# WORK INSTRUCTION:
In your reply, reproduce the lines from the first one below to the line containing "the Foodle backend", inclusive, exactly as they stand.
==== INPUT FOR THIS TASK ====
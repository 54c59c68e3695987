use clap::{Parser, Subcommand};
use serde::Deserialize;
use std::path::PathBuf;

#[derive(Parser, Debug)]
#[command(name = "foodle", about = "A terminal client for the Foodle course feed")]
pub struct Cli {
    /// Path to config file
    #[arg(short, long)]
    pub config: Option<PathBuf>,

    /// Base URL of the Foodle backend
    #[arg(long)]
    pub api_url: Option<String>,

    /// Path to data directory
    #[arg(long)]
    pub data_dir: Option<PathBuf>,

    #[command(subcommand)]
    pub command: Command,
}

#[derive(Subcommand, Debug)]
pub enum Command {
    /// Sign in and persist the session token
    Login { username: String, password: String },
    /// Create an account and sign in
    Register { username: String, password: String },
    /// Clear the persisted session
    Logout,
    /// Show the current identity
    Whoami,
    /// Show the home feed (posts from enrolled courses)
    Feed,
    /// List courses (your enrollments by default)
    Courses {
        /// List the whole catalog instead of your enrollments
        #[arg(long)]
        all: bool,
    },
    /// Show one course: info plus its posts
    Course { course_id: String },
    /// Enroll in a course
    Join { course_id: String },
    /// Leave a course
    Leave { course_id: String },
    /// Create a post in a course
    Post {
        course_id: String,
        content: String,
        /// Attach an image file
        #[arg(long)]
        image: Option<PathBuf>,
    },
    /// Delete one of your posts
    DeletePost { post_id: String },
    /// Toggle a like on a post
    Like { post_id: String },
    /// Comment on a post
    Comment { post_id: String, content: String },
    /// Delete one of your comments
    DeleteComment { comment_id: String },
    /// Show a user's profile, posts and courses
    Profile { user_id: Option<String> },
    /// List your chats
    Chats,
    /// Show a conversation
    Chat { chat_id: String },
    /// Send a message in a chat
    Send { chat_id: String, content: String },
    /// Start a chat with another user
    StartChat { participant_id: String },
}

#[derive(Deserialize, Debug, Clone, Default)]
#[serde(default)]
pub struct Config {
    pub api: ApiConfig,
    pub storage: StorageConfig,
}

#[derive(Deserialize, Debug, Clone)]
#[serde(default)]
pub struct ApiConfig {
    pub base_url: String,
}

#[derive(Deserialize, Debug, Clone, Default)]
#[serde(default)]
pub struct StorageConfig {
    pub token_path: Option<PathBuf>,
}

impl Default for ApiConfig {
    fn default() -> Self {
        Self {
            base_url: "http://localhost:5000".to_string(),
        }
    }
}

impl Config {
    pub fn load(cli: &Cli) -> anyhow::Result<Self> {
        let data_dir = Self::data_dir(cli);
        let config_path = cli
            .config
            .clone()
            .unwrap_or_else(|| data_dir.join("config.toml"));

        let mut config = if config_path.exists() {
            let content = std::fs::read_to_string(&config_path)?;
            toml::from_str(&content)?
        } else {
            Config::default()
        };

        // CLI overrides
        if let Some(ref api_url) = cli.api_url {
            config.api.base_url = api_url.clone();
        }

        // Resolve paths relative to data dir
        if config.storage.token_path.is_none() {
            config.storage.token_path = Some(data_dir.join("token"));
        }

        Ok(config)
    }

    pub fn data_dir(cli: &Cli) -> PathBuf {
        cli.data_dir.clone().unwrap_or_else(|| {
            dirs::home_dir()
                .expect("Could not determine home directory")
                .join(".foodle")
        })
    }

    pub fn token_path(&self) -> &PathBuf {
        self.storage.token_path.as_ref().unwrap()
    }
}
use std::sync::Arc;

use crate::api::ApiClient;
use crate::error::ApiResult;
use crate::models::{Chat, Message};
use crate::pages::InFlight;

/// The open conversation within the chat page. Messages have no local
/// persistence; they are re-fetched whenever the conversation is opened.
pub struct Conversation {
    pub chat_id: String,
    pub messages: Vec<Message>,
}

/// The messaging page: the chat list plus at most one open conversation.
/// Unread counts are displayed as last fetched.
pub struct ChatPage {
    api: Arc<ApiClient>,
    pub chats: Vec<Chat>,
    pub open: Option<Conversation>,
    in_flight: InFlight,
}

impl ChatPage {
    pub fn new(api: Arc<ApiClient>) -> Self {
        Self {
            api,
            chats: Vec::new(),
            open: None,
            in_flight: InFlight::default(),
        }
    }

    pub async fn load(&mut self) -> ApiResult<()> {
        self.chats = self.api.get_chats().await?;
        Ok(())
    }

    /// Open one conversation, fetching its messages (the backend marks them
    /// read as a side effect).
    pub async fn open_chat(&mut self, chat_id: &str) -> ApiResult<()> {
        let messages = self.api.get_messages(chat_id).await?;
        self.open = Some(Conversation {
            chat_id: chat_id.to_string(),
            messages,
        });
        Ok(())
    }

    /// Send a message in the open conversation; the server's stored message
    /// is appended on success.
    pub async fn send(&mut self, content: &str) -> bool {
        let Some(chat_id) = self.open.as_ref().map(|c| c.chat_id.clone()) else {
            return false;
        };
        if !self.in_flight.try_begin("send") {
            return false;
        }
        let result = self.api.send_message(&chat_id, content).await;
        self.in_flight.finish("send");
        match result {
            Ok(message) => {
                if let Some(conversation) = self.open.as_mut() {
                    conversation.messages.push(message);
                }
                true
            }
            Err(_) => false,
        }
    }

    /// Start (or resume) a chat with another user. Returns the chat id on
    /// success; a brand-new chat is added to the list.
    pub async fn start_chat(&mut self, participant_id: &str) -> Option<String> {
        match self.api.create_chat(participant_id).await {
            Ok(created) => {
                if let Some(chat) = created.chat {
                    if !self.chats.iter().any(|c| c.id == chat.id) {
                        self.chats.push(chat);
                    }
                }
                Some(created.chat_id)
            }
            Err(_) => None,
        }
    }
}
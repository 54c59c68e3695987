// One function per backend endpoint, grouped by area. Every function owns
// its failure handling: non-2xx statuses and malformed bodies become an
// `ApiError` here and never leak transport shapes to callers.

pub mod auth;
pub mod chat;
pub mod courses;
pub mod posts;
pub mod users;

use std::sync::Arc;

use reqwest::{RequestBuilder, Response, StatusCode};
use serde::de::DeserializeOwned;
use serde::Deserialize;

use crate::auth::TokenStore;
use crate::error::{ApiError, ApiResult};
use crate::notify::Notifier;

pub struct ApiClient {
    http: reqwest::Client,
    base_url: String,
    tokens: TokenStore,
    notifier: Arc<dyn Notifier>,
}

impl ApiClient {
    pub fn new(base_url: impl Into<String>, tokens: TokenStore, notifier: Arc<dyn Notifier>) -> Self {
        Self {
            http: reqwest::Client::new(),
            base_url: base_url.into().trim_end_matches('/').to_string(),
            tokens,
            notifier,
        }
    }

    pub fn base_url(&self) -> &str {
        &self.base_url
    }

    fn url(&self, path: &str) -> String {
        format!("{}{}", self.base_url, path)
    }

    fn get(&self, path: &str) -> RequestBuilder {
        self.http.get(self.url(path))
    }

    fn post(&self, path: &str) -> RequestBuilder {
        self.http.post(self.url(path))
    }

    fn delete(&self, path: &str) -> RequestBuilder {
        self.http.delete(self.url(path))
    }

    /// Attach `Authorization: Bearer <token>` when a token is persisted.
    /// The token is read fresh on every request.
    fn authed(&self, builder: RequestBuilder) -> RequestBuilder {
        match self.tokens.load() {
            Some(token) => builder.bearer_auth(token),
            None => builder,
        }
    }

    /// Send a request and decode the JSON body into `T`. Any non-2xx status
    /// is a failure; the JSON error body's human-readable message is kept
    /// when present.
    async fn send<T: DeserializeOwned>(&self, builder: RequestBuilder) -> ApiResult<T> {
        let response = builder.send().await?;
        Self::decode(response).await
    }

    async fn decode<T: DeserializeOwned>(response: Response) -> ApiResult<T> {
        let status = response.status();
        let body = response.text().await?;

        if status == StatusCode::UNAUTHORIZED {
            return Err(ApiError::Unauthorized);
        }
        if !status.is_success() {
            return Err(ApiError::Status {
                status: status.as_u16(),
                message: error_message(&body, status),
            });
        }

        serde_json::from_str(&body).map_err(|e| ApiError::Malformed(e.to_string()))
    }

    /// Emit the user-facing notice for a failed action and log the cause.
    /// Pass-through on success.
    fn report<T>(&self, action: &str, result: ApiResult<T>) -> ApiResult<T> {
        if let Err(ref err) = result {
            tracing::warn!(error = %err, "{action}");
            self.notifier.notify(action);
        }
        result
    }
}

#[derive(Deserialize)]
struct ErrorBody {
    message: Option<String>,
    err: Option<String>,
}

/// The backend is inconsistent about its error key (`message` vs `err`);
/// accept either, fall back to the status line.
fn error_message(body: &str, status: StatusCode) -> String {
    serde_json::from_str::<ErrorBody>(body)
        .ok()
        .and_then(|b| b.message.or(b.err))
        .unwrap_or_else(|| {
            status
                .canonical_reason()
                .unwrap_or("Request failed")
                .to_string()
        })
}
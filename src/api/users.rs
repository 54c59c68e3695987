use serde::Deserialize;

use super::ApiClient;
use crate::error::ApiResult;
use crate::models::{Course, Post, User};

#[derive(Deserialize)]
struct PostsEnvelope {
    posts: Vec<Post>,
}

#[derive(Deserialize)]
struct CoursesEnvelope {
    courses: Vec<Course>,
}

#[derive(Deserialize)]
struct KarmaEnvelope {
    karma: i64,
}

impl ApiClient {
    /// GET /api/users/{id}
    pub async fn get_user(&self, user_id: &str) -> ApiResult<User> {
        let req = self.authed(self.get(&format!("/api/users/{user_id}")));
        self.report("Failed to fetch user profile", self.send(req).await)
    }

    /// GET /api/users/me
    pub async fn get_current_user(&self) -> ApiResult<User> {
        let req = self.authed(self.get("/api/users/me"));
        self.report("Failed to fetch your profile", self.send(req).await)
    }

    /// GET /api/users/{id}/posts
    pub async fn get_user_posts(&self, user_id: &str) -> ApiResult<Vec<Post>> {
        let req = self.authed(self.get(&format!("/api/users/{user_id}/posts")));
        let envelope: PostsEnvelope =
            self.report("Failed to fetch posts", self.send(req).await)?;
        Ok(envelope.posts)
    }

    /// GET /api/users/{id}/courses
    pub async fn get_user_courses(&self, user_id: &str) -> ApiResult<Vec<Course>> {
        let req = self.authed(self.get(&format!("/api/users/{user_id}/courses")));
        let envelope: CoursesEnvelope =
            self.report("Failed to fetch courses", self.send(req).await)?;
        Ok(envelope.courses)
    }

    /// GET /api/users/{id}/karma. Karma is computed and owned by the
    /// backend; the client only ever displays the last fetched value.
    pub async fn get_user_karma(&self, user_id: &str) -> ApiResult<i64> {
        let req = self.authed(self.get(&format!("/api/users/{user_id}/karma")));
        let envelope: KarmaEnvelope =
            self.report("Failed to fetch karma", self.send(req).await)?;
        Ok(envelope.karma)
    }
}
====
# SOLUTION FOR THIS TASK:
repository 54c59c68e3695987
use clap::{Parser, Subcommand};
use serde::Deserialize;
use std::path::PathBuf;

#[derive(Parser, Debug)]
#[command(name = "foodle", about = "A terminal client for the Foodle course feed")]
pub struct Cli {
    /// Path to config file
    #[arg(short, long)]
    pub config: Option<PathBuf>,

    /// Base URL of the Foodle backend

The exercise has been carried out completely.